Den Konsalik habe ich mal getroffen, Ende der 70er Jahre. Er erschien in der Bücherabteilung des Quelle-Kaufhauses in meiner Heimatstadt zu einer Signierstunde. Da ich neugierig darauf war, so einem berühmten Autoren einmal persönlich zu begegnen, kaufte ich eines seiner Bücher (eine billige Taschenbuchausgabe - man muß ja nicht gleich über die Stränge schlagen) und reihte mich in die Schlange der Verehrer ein.

Mann, war ich enttäuscht. Ich hatte ein fesches Auftreten und eine tolle Erscheinung erwartet vom Schreiber so vieler aufregender Geschichten, aber der Anblick war alles andere als glamourös. Ein kleiner dicklicher Typ spätmittleren Alters, mit Halbglatze und einem aufgedunsenen roten Alkoholikergesicht. Die Ernüchterung war groß, und ich habe danach nie mehr übertriebenen Respekt für sogenannte »Medien-Persönlichkeiten« aufbringen können.

Das Buch, signiert, habe ich übrigens immer noch irgendwo auf einem Regal stehen. Ich habe es sogar gelesen. Einmal.

Ahmet Styck Maria Demet Schorsch Francois d'Brünzi schrieb am 15.6. 2010 um 02:59:27 Uhr zu

Konsalik

Bewertung: 1 Punkt(e)

Die verdächtigen Gegenstände

Höchst verdächtige Dinge spiegeln und bebildern die Annahmen des Spätstrukturalisten Heinz G. Konsalik, die dieser in seinem Werk »Ein toter Taucher nimmt kein Gold« (Originaltitel: Aurum Magellanis avec Major Edward Kalloway et la Mer) vertreten hat. Dieses vom Diskurs her stark theoretisch untermauerte und ideengeschichtlich opulent aufbereitete Romanwerk, das mit weitest ausschweifenden sprachlichen Adäquatismen operiert, verstört den Leser nachhaltig und vermag jegliches Vermeinen über Konsaliks Vergangenheit in den dreißiger Jahren des zwanzigsten Jahrhunderts schlagartig zum Verstummen zu bringen. Die vom Autor selbst als »Nachhall des Punk« ausgerufene Parole »Echt, ihr müsst mal Kacke mampfenwurde seinerzeit (1980 bis ca. Ende 1982) verfahrenstheoretisch von Obermonerl Zwei (2) im Hinblick auf gesellschaftsbildende Prozesse strukturell weitmaschig verbreitet und angereichert durch verschiedene zeittypische Sottisen.

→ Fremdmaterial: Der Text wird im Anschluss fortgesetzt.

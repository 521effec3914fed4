use core::ops::Range;

use rkyv::{Archive, Deserialize, Serialize};

#[cfg(feature = "serde")]
use serde::{Deserialize as SerdeDeserialize, Serialize as SerdeSerialize};

/// Half-open `[start, end)` interval of character offsets.
///
/// Offsets count Unicode scalar values, not bytes, so `"α+β"` has length 3.
/// On the wire a span is the pair `[start, end]`.
#[derive(Debug, Clone, Copy, PartialEq, Eq, Hash, Archive, Serialize, Deserialize)]
#[cfg_attr(feature = "serde", derive(SerdeDeserialize, SerdeSerialize))]
#[cfg_attr(feature = "serde", serde(from = "(usize, usize)", into = "(usize, usize)"))]
#[archive(check_bytes)]
pub struct Span {
    pub start: usize,
    pub end: usize,
}

impl Span {
    pub const fn new(start: usize, end: usize) -> Self {
        Self { start, end }
    }

    /// Number of characters covered. Inverted spans count as empty.
    pub fn len(&self) -> usize {
        self.end.saturating_sub(self.start)
    }

    pub fn is_empty(&self) -> bool {
        self.end <= self.start
    }

    /// True when the span is non-empty and fits inside a text of `len` chars.
    pub fn within(&self, len: usize) -> bool {
        self.start < self.end && self.end <= len
    }

    pub fn contains_offset(&self, offset: usize) -> bool {
        self.start <= offset && offset < self.end
    }

    pub fn range(&self) -> Range<usize> {
        self.start..self.end
    }
}

impl From<Range<usize>> for Span {
    fn from(range: Range<usize>) -> Self {
        Self::new(range.start, range.end)
    }
}

impl From<(usize, usize)> for Span {
    fn from((start, end): (usize, usize)) -> Self {
        Self::new(start, end)
    }
}

impl From<Span> for (usize, usize) {
    fn from(span: Span) -> Self {
        (span.start, span.end)
    }
}

/// Converts a byte offset in `text` into a character offset.
///
/// `byte` must fall on a char boundary; offsets past the end clamp to the
/// char length.
pub fn char_offset(text: &str, byte: usize) -> usize {
    let byte = byte.min(text.len());
    text[..byte].chars().count()
}
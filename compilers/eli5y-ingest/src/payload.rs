use eli5y_protocol::{Span, TokenRole};
use serde::Deserialize;

/// The parse response as returned by the inference service.
#[derive(Debug, Clone, PartialEq, Deserialize)]
pub struct ParsePayload {
    pub latex: String,
    pub explanation: String,
    pub components: Vec<RawComponent>,
    #[serde(default)]
    pub tokens: Vec<RawToken>,
    #[serde(default, alias = "spark_chips")]
    pub suggestions: Vec<String>,
}

/// One semantic component: latex symbol(s) tied to a narrative phrase.
#[derive(Debug, Clone, PartialEq, Deserialize)]
pub struct RawComponent {
    #[serde(default)]
    pub symbol: SymbolList,
    #[serde(default)]
    pub counterpart: String,
    #[serde(default)]
    pub role: String,
    /// Indices of direct children in the payload's `components` array.
    #[serde(default)]
    pub children: Vec<usize>,
}

/// Older responses send a bare string, newer ones a list.
#[derive(Debug, Clone, PartialEq, Deserialize)]
#[serde(untagged)]
pub enum SymbolList {
    One(String),
    Many(Vec<String>),
}

impl Default for SymbolList {
    fn default() -> Self {
        SymbolList::Many(Vec::new())
    }
}

impl SymbolList {
    pub fn into_vec(self) -> Vec<String> {
        match self {
            SymbolList::One(symbol) => vec![symbol],
            SymbolList::Many(symbols) => symbols,
        }
    }
}

/// A micro token as sent on the wire.
#[derive(Debug, Clone, PartialEq, Deserialize)]
pub struct RawToken {
    #[serde(alias = "index")]
    pub range: Span,
    pub symbol: String,
    pub role: TokenRole,
    pub color_id: String,
    #[serde(default)]
    pub definition: Option<String>,
}

#[cfg(test)]
mod tests {
    use super::*;

    #[test]
    fn test_symbol_shapes() {
        let json = r#"{
            "latex": "x_n",
            "explanation": "your signal",
            "components": [
                {"symbol": "x_n", "counterpart": "your signal"},
                {"symbol": ["x", "n"], "counterpart": "signal", "role": "input", "children": [0]}
            ],
            "spark_chips": ["Why?"]
        }"#;
        let payload: ParsePayload = serde_json::from_str(json).unwrap();

        assert_eq!(payload.components[0].symbol, SymbolList::One("x_n".into()));
        assert_eq!(payload.components[1].clone().symbol.into_vec(), vec!["x", "n"]);
        assert_eq!(payload.components[1].children, vec![0]);
        assert_eq!(payload.suggestions, vec!["Why?"]);
        assert!(payload.tokens.is_empty());
    }

    #[test]
    fn test_token_wire_shape() {
        let json = r#"{"index": [0, 3], "symbol": "X_k", "role": "variable", "color_id": "var_blue"}"#;
        let token: RawToken = serde_json::from_str(json).unwrap();
        assert_eq!(token.range, Span::new(0, 3));
        assert_eq!(token.role, TokenRole::Variable);
        assert_eq!(token.definition, None);
    }

    #[test]
    fn test_unknown_role_rejected() {
        let json = r#"{"range": [0, 1], "symbol": "+", "role": "glue", "color_id": "x"}"#;
        assert!(serde_json::from_str::<RawToken>(json).is_err());
    }
}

(Jack Legatio, Adelheid Fröhler 2010)

Liamara schrieb am 16.5. 2000 um 23:14:42 Uhr zu

Konsalik

Bewertung: 4 Punkt(e)

Oh Mann, der Focus ist sooo peinlich! In ihrem Heft vom 8. Mai schreiben sie hier:

»Heinz G. Konsalik ist nach Karl May und John Sinclair der meistgelesene Autor Deutschlands

John Sinclair ist kein Autor, ihr Deppen vom Focus. Der Autor von John Sinclair heisst Jason Dark.